Dataset entries
————————

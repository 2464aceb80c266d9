//! Capacity-bounded buffer of access log entries in front of an async sink.

use tokio::io::{AsyncWrite, AsyncWriteExt};
use tracing::error;

use super::LogError;
use crate::domain::entities::AccessLogEntry;

/// Buffers entries and writes them as newline-delimited JSON.
///
/// Nothing reaches the sink until [`LogBuffer::flush`] runs, either explicitly
/// or because [`LogBuffer::push`] filled the buffer. Entries are written in
/// the order they were pushed.
pub struct LogBuffer<W> {
    entries: Vec<AccessLogEntry>,
    capacity: usize,
    sink: W,
}

impl<W: AsyncWrite + Unpin> LogBuffer<W> {
    /// Creates a buffer flushing to `sink` every `capacity` entries.
    ///
    /// A zero capacity is treated as one.
    pub fn new(sink: W, capacity: usize) -> Self {
        let capacity = capacity.max(1);
        Self {
            entries: Vec::with_capacity(capacity),
            capacity,
            sink,
        }
    }

    /// Appends an entry, flushing when the buffer reaches capacity.
    ///
    /// Returns `Ok(true)` if this call flushed the buffer.
    ///
    /// # Errors
    ///
    /// Propagates the [`LogError`] of the triggered flush.
    pub async fn push(&mut self, entry: AccessLogEntry) -> Result<bool, LogError> {
        self.entries.push(entry);
        if self.entries.len() < self.capacity {
            return Ok(false);
        }
        self.flush().await.map(|_| true)
    }

    /// Writes all buffered entries to the sink and clears the buffer.
    ///
    /// An entry that fails to serialize is reported and skipped. Returns the
    /// number of entries written.
    ///
    /// # Errors
    ///
    /// Returns [`LogError::Write`] if the sink rejects the batch; the batch is
    /// dropped in that case.
    pub async fn flush(&mut self) -> Result<usize, LogError> {
        if self.entries.is_empty() {
            return Ok(0);
        }

        let mut batch = Vec::new();
        let mut written = 0;
        for entry in self.entries.drain(..) {
            match serde_json::to_vec(&entry) {
                Ok(line) => {
                    batch.extend_from_slice(&line);
                    batch.push(b'\n');
                    written += 1;
                }
                Err(e) => error!(error = %e, "Failed to serialize access log entry"),
            }
        }

        self.sink.write_all(&batch).await.map_err(LogError::Write)?;
        self.sink.flush().await.map_err(LogError::Write)?;

        Ok(written)
    }

    /// Flushes remaining entries and shuts the sink down.
    ///
    /// # Errors
    ///
    /// Returns [`LogError::Write`] if the final flush or the shutdown fails.
    pub async fn close(mut self) -> Result<usize, LogError> {
        let written = self.flush().await?;
        self.sink.shutdown().await.map_err(LogError::Write)?;
        Ok(written)
    }

    pub fn len(&self) -> usize {
        self.entries.len()
    }

    pub fn is_empty(&self) -> bool {
        self.entries.is_empty()
    }

    pub fn capacity(&self) -> usize {
        self.capacity
    }

    pub fn sink(&self) -> &W {
        &self.sink
    }
}

#[cfg(test)]
mod tests {
    use super::*;
    use crate::domain::entities::RedirectKind;
    use chrono::Utc;

    fn entry(path: &str) -> AccessLogEntry {
        AccessLogEntry {
            timestamp: Utc::now(),
            ip: "10.0.0.1".to_string(),
            user_agent: "TestBot/1.0".to_string(),
            method: "GET".to_string(),
            domain: "a.com".to_string(),
            path: path.to_string(),
            target: "https://b.com".to_string(),
            redirect_type: RedirectKind::Permanent,
            status_code: 301,
        }
    }

    fn lines(sink: &[u8]) -> Vec<AccessLogEntry> {
        std::str::from_utf8(sink)
            .unwrap()
            .lines()
            .map(|l| serde_json::from_str(l).unwrap())
            .collect()
    }

    #[tokio::test]
    async fn test_below_capacity_writes_nothing() {
        let mut buffer = LogBuffer::new(Vec::new(), 5);

        for i in 0..4 {
            assert!(!buffer.push(entry(&format!("/{i}"))).await.unwrap());
        }

        assert_eq!(buffer.len(), 4);
        assert!(buffer.sink().is_empty());
    }

    #[tokio::test]
    async fn test_reaching_capacity_flushes_once() {
        let mut buffer = LogBuffer::new(Vec::new(), 3);

        let flushed: Vec<bool> = [
            buffer.push(entry("/a")).await.unwrap(),
            buffer.push(entry("/b")).await.unwrap(),
            buffer.push(entry("/c")).await.unwrap(),
        ]
        .to_vec();

        assert_eq!(flushed, vec![false, false, true]);
        assert!(buffer.is_empty());

        let written = lines(buffer.sink());
        let paths: Vec<_> = written.iter().map(|e| e.path.as_str()).collect();
        assert_eq!(paths, vec!["/a", "/b", "/c"]);
    }

    #[tokio::test]
    async fn test_explicit_flush_preserves_order() {
        let mut buffer = LogBuffer::new(Vec::new(), 100);
        let entries: Vec<_> = (0..10).map(|i| entry(&format!("/{i}"))).collect();

        for e in entries.clone() {
            buffer.push(e).await.unwrap();
        }
        assert_eq!(buffer.flush().await.unwrap(), 10);
        assert_eq!(buffer.flush().await.unwrap(), 0);

        assert_eq!(lines(buffer.sink()), entries);
    }

    #[tokio::test]
    async fn test_zero_capacity_flushes_every_entry() {
        let mut buffer = LogBuffer::new(Vec::new(), 0);

        assert_eq!(buffer.capacity(), 1);
        assert!(buffer.push(entry("/a")).await.unwrap());
    }

    #[tokio::test]
    async fn test_close_flushes_remaining() {
        let dir = tempfile::tempdir().unwrap();
        let path = dir.path().join("access.log");
        let file = tokio::fs::File::create(&path).await.unwrap();

        let mut buffer = LogBuffer::new(file, 10);
        buffer.push(entry("/a")).await.unwrap();
        buffer.push(entry("/b")).await.unwrap();
        assert_eq!(buffer.close().await.unwrap(), 2);

        let content = std::fs::read(&path).unwrap();
        assert_eq!(lines(&content).len(), 2);
    }
}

————————

◆ **YOUR INSTRUCTIONS**: Copy exactly the lines that run from the first line of the data to the line containing "in that case.", please, with both ends included and nothing else.

◆ **SOLUTION TO THIS EXERCISE**:
repository 2464aceb80c266d9
//! Capacity-bounded buffer of access log entries in front of an async sink.

use tokio::io::{AsyncWrite, AsyncWriteExt};
use tracing::error;

use super::LogError;
use crate::domain::entities::AccessLogEntry;

/// Buffers entries and writes them as newline-delimited JSON.
///
/// Nothing reaches the sink until [`LogBuffer::flush`] runs, either explicitly
/// or because [`LogBuffer::push`] filled the buffer. Entries are written in
/// the order they were pushed.
pub struct LogBuffer<W> {
    entries: Vec<AccessLogEntry>,
    capacity: usize,
    sink: W,
}

impl<W: AsyncWrite + Unpin> LogBuffer<W> {
    /// Creates a buffer flushing to `sink` every `capacity` entries.
    ///
    /// A zero capacity is treated as one.
    pub fn new(sink: W, capacity: usize) -> Self {
        let capacity = capacity.max(1);
        Self {
            entries: Vec::with_capacity(capacity),
            capacity,
            sink,
        }
    }

    /// Appends an entry, flushing when the buffer reaches capacity.
    ///
    /// Returns `Ok(true)` if this call flushed the buffer.
    ///
    /// # Errors
    ///
    /// Propagates the [`LogError`] of the triggered flush.
    pub async fn push(&mut self, entry: AccessLogEntry) -> Result<bool, LogError> {
        self.entries.push(entry);
        if self.entries.len() < self.capacity {
            return Ok(false);
        }
        self.flush().await.map(|_| true)
    }

    /// Writes all buffered entries to the sink and clears the buffer.
    ///
    /// An entry that fails to serialize is reported and skipped. Returns the
    /// number of entries written.
    ///
    /// # Errors
    ///
    /// Returns [`LogError::Write`] if the sink rejects the batch; the batch is
    /// dropped in that case.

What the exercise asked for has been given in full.